Podcast on Race Reveals Deep Divides in the Medical Community on Racial/Ethnic Disparities

Podcast Concept

Several weeks ago, a podcast published on the Journal of the American Medical Association's website featured a statement that questioned whether racism exists in medicine, a statement that spurred a barrage of complaints from concerned readers, scientists and even public opinion leaders. The journal is still under fire for these comments, given the large disparities between racial and ethnic groups regarding care access and clinical outcomes. 

During the podcast, JAMA’s deputy editor for clinical content, Ed Livingston, and editor at JAMA Internal Medicine and CEO of NYC Health + Hospitals, Mitchell Katz, stated racism was “illegal,” therefore suggesting it couldn’t be explicitly embedded in society. Livingston noted he did not see himself as racist because of his Jewish background and him being taught to never hate, and instead questioned the whether the term “racism” could “be hurting us.” Instead, he wondered if there could be a better word as “the term racism invokes feelings amongst people.” 

In contrast, Katz stated he believed that structural racism exists but was criticized after the podcast for not pushing back harder on Livingston’s statements. Since the podcast aired, Katz condemned the show’s content and reaffirmed his belief that structural racism exists in the field of medicine.

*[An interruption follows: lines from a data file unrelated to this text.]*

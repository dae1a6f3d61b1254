//! `tallydesk-web` — the HTTP application.
//!
//! Route handlers decode form submissions, hand them to the action pipeline,
//! and translate the resulting [`app::actions::ActionOutcome`] into HTTP:
//! field errors re-render as state, successes redirect. Navigation is plain
//! data here; no control-flow signal ever passes through an error path.

pub mod app;
pub mod config;
pub mod context;
pub mod middleware;
pub mod revalidate;
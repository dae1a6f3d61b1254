//! `tallydesk-core` — domain foundation building blocks.
//!
//! This crate contains **pure domain** primitives (no persistence or HTTP
//! concerns): typed identifiers, the domain error model, monetary amounts in
//! minor units, and the invoice/customer records.

pub mod customer;
pub mod error;
pub mod id;
pub mod invoice;
pub mod money;

pub use customer::{Customer, PLACEHOLDER_IMAGE};
pub use error::{DomainError, DomainResult};
pub use id::{CustomerId, InvoiceId, UserId};
pub use invoice::{Invoice, InvoiceStatus};
pub use money::Cents;
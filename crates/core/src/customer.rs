use serde::{Deserialize, Serialize};

use crate::id::CustomerId;

/// Image shown for customers created without an uploaded avatar.
pub const PLACEHOLDER_IMAGE: &str = "/customers/placeholder.png";

/// A customer record.
#[derive(Debug, Clone, PartialEq, Eq, Serialize, Deserialize)]
pub struct Customer {
    pub id: CustomerId,
    pub name: String,
    pub email: String,
    pub image_url: String,
}
//! Nudge Playground - scripted walkthrough of the agreement lifecycle
//!
//! Drives the full stack (in-memory store, bearer-token auth, lifecycle
//! engine, settlement resolver) through two agreements:
//!
//! 1. the happy path: both sides accept, both confirm, the timer ends early
//! 2. the silent counterparty: only A ever acts, evaluated at synthetic
//!    times to show the grace window closing into forfeiture
//!
//! The resolver is a pure function of the record and a timestamp, so the
//! second walkthrough can look into the future without waiting for it.

use std::sync::Arc;

use anyhow::Result;
use chrono::Duration;
use tracing_subscriber::{layer::SubscriberExt, util::SubscriberInitExt};

use nudge_core::settlement_status;
use nudge_service::{CreateAgreementRequest, NudgeService};
use nudge_store::{AgreementStore, MemoryStore};

#[tokio::main]
async fn main() -> Result<()> {
    // Initialize tracing
    tracing_subscriber::registry()
        .with(tracing_subscriber::fmt::layer())
        .with(tracing_subscriber::EnvFilter::from_default_env())
        .init();

    tracing::info!("Starting Nudge playground...");

    let store = Arc::new(MemoryStore::new());
    let service = NudgeService::new(Arc::clone(&store) as Arc<dyn AgreementStore>);

    happy_path(&service).await?;
    silent_counterparty(&service, &store).await?;

    let summaries = service.recent_agreements(10).await?;
    tracing::info!("recent agreements:");
    for summary in summaries {
        tracing::info!(
            "  {} \"{}\" pot {:.2} -> {:?}",
            summary.id,
            summary.title,
            summary.pot,
            summary.status
        );
    }

    Ok(())
}

/// Both sides accept and confirm; consensus ends the timer early.
async fn happy_path(service: &NudgeService) -> Result<()> {
    let created = service
        .create_agreement(CreateAgreementRequest {
            title: "Morning run".to_string(),
            action: "Run 5k before 8am".to_string(),
            deadline_minutes: 60.0,
            stake_a: 20.0,
            stake_b: 20.0,
            winner: "A".to_string(),
        })
        .await?;

    let id = created.id.to_string();
    tracing::info!("created agreement {id}");
    tracing::info!("  share with A: {}", created.share_path_a);
    tracing::info!("  share with B: {}", created.share_path_b);

    service
        .submit_action(&id, Some(created.token_a.as_str()), "accept", None)
        .await?;
    service
        .submit_action(&id, Some(created.token_b.as_str()), "accept", None)
        .await?;
    service
        .submit_action(&id, Some(created.token_a.as_str()), "outcome", Some("done"))
        .await?;
    service
        .submit_action(&id, Some(created.token_b.as_str()), "outcome", Some("done"))
        .await?;

    let view = service.agreement_view(&id, Some(created.token_a.as_str())).await?;
    tracing::info!(
        "happy path settled: status {:?}, ended early at {:?}",
        view.status,
        view.ended_early_at
    );
    Ok(())
}

/// Only A accepts and votes. Shows the derived status at the deadline,
/// inside the grace window, and after it closes.
async fn silent_counterparty(service: &NudgeService, store: &Arc<MemoryStore>) -> Result<()> {
    let created = service
        .create_agreement(CreateAgreementRequest {
            title: "Inbox zero".to_string(),
            action: "Clear the backlog by Friday".to_string(),
            deadline_minutes: 60.0,
            stake_a: 0.0,
            stake_b: 35.0,
            winner: "B".to_string(),
        })
        .await?;

    let id = created.id.to_string();
    service
        .submit_action(&id, Some(created.token_a.as_str()), "accept", None)
        .await?;
    service
        .submit_action(&id, Some(created.token_a.as_str()), "outcome", Some("done"))
        .await?;

    let agreement = store.get(&created.id).await?;
    let deadline = agreement.deadline_at();
    for (label, at) in [
        ("at the deadline", deadline),
        ("1h into the grace window", deadline + Duration::hours(1)),
        ("23h59m after the deadline", deadline + Duration::hours(23) + Duration::minutes(59)),
        ("24h after the deadline", deadline + Duration::hours(24)),
    ] {
        tracing::info!(
            "silent counterparty {label}: {:?}",
            settlement_status(&agreement, at)
        );
    }
    Ok(())
}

Livingston, however, has not made a public comment on the matter. The journal asked Livingston to resign due to the backlash it received on the show. While JAMA’s editor-in-chief Howard Bauchner apologized, it didn’t stop the organization from placing him on administrative leave. Bauchner and other JAMA editors have refused comment, perhaps due to an ongoing investigation conducted by an outside counsel. 

Complaints made to JAMA are not just centered on the podcast, nor are they geared only to the one journal. Medical journals have also minimized issues of race in medicine, including a JAMA article blaming higher mortality rates related to coronavirus disease 2019 (COVID-19) in African Americans on a gene in nasal passages and excluding issues surrounding structural racism. This is despite the fact that there exist questions regarding the clinical relevance of the gene’s expression and that Hispanic people, who also have higher death rates from COVID-19, do not exhibit an increased expression rate of the gene. 

Also, one letter claimed structural racism isn’t implicated in pulse oximeters not working as well in dark skin because the devices can’t demonstrate bias, despite an FDA warning letter stating pulse oximeters have issues with darker skin types.

Some critics believe that ideas within the medical community that pushed back on structural racism perpetuate health inequities, further worsening the quality of life and survival of people of color. 

Upon hearing the JAMA podcast, Brittani James, assistant professor of clinical family medicine at the University of Illinois College of Medicine and co-founder of the Institute for Antiracism in Medicine, launched a petition that calls for initiating change at JAMA. Since it was announced, the petition has already garnered almost 8,000 signatures. 

Critics of the organization suggest JAMA and its medical journals limit the publication of content related to racism and its effects on health. These critics also claim that papers discussing racism are not often published as research pieces, which can offer the most impact from a clinical perspective, but instead as “Perspectives” or opinion pieces.

In addition, some allege that editors ask authors to remove the term “racism” from their manuscripts. One systematic review that included 250 top-ranked public health journals found that only 25 articles published between 2002 and 2015 either named institutional racism or featured related terms in the titles or abstracts.